Nothing is broken, we don’t need fixing
According to the book, each pothole on the road of life serves as an alchemical crucible. Our negative emotions start the process. So, please, we don’t need drugs. My suffering would propel me to the next level of integration.
The author prescribed creative expression—music, art, writing, whatever. The most imaginative thing I was doing in Zambia at that time was learning to fly, but my instructor had grounded me until further notice.
I started writing poetry. Who was I kidding? Next up, painting. Gary was not amused with my floor-to-ceiling murals in the living room. Movie making was next. I acquired film stock from the president of the local Cine Club, cheap black & white 8 mm film from Russia.
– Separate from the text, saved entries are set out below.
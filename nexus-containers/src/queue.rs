//! FIFO queue over a [`DoublyLinkedList`].

use core::fmt;

use crate::DoublyLinkedList;
use crate::list::Iter;

/// A first-in, first-out queue.
///
/// Elements enter at the back and leave from the front. Every operation maps
/// directly onto one list operation; empty-queue results are the list's own
/// `None`.
///
/// # Example
///
/// ```
/// use nexus_containers::Queue;
///
/// let mut queue = Queue::new();
/// queue.enqueue(1);
/// queue.enqueue(2);
/// queue.enqueue(3);
///
/// assert_eq!(queue.peek(), Some(&1));
/// assert_eq!(queue.dequeue(), Some(1));
/// assert_eq!(queue.dequeue(), Some(2));
/// assert_eq!(queue.dequeue(), Some(3));
/// assert_eq!(queue.dequeue(), None);
/// ```
#[derive(Clone, PartialEq, Eq)]
pub struct Queue<T> {
    list: DoublyLinkedList<T>,
}

impl<T> Default for Queue<T> {
    fn default() -> Self {
        Self::new()
    }
}

impl<T> Queue<T> {
    /// Creates an empty queue.
    #[inline]
    pub fn new() -> Self {
        Self {
            list: DoublyLinkedList::new(),
        }
    }

    /// Creates an empty queue with room for `capacity` elements.
    #[inline]
    pub fn with_capacity(capacity: usize) -> Self {
        Self {
            list: DoublyLinkedList::with_capacity(capacity),
        }
    }

    /// Returns the number of queued elements.
    #[inline]
    pub fn len(&self) -> usize {
        self.list.len()
    }

    /// Returns `true` if the queue is empty.
    #[inline]
    pub fn is_empty(&self) -> bool {
        self.list.is_empty()
    }

    /// Adds an element to the back of the queue. O(1).
    #[inline]
    pub fn enqueue(&mut self, value: T) {
        self.list.push_back(value);
    }

    /// Removes and returns the element at the front of the queue. O(1).
    #[inline]
    pub fn dequeue(&mut self) -> Option<T> {
        self.list.pop_front()
    }

    /// Returns the element at the front of the queue. O(1).
    #[inline]
    pub fn peek(&self) -> Option<&T> {
        self.list.front()
    }

    /// Returns an iterator from front (next out) to back.
    #[inline]
    pub fn iter(&self) -> Iter<'_, T> {
        self.list.iter()
    }
}

impl<T: PartialEq> Queue<T> {
    /// Returns `true` if an element equal to `value` is queued. O(n).
    #[inline]
    pub fn contains(&self, value: &T) -> bool {
        self.list.contains(value)
    }

    /// Removes the element equal to `value` that is nearest the front. O(n).
    #[inline]
    pub fn remove(&mut self, value: &T) -> Option<T> {
        self.list.remove(value)
    }
}

impl<T: fmt::Debug> fmt::Debug for Queue<T> {
    fn fmt(&self, f: &mut fmt::Formatter<'_>) -> fmt::Result {
        f.debug_struct("Queue").field("items", &self.list).finish()
    }
}

impl<T> FromIterator<T> for Queue<T> {
    fn from_iter<I: IntoIterator<Item = T>>(iter: I) -> Self {
        Self {
            list: iter.into_iter().collect(),
        }
    }
}

impl<T> Extend<T> for Queue<T> {
    fn extend<I: IntoIterator<Item = T>>(&mut self, iter: I) {
        self.list.extend(iter);
    }
}

impl<'a, T> IntoIterator for &'a Queue<T> {
    type Item = &'a T;
    type IntoIter = Iter<'a, T>;

    fn into_iter(self) -> Self::IntoIter {
        self.iter()
    }
}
My friends dropped everything to help out. They heard I was shooting a movie called The End. The protagonist smokes himself to death. My script called for atmosphere, so we lit a fire in the living room. I could barely see the actors through the viewfinder. Now we all had tears in our eyes. It was great.
That night, sleepless, I processed the footage in the kitchen sink. To my horror, my developer kit was short the fixer. The silver halide would continue to expose. The film would turn black. I needed fixer!
It was gone midnight but I jumped on my motorcycle and raced across town through the dangerously dark and muggy streets of Lusaka, Zambia, risking potholes, speed bumps, bicycle thieves and black dogs.
I was speeding faster than I dared—for my film—for art! I was beginning to forget myself.
I dipped into a pocket of deliciously cool air and for a second I felt so alive that I even forgot my film. I had almost forgotten her! Dabrowski was right, I was growing out of myself.
I must have forgotten about gravity because I lifted off the face of the earth. From up there, here’s what I saw:
My despair wasn’t bogus, and yet it was lost in the greater scheme of things. There was this project known as Me, all about self-improvement, which is okay, I guess, except it looked so puny.
I was making myself my life’s work—my happiness—and, well, it’s just too small a work.
I never came back to earth
When I became a writer, Dabrowski’s hypothesis helped me to understand:
- The human condition
- Why we are so compelled by stories
- And how fiction really works
Without catching Dabrowski’s positive virus, I could never have written Story Structure to Die For, or Story Structure Expedition: Journey to the Heart of a Story.
You won’t believe this, but upon my return to Canada I discovered that Dabrowski lived for six months of the year in my home town of Edmonton. Six blocks from where I lived! We became good friends. He would serve me strong coffee and dark chocolate while I told him the stories of my serial disintegrations. I can still see his eyes sparkle.
I made a documentary film of Dr. Dabrowski’s clinical practice.
To my great surprise I was honoured with a medal for my support of the Polish Mental Health Movement.
But getting back to the film in the kitchen sink. I made it home with the fixer, all right. When projected, the scenes appeared all woozy and wavy, as if viewed through a fishbowl.
As if some virus had infected the developer.
It took the film to a whole new level.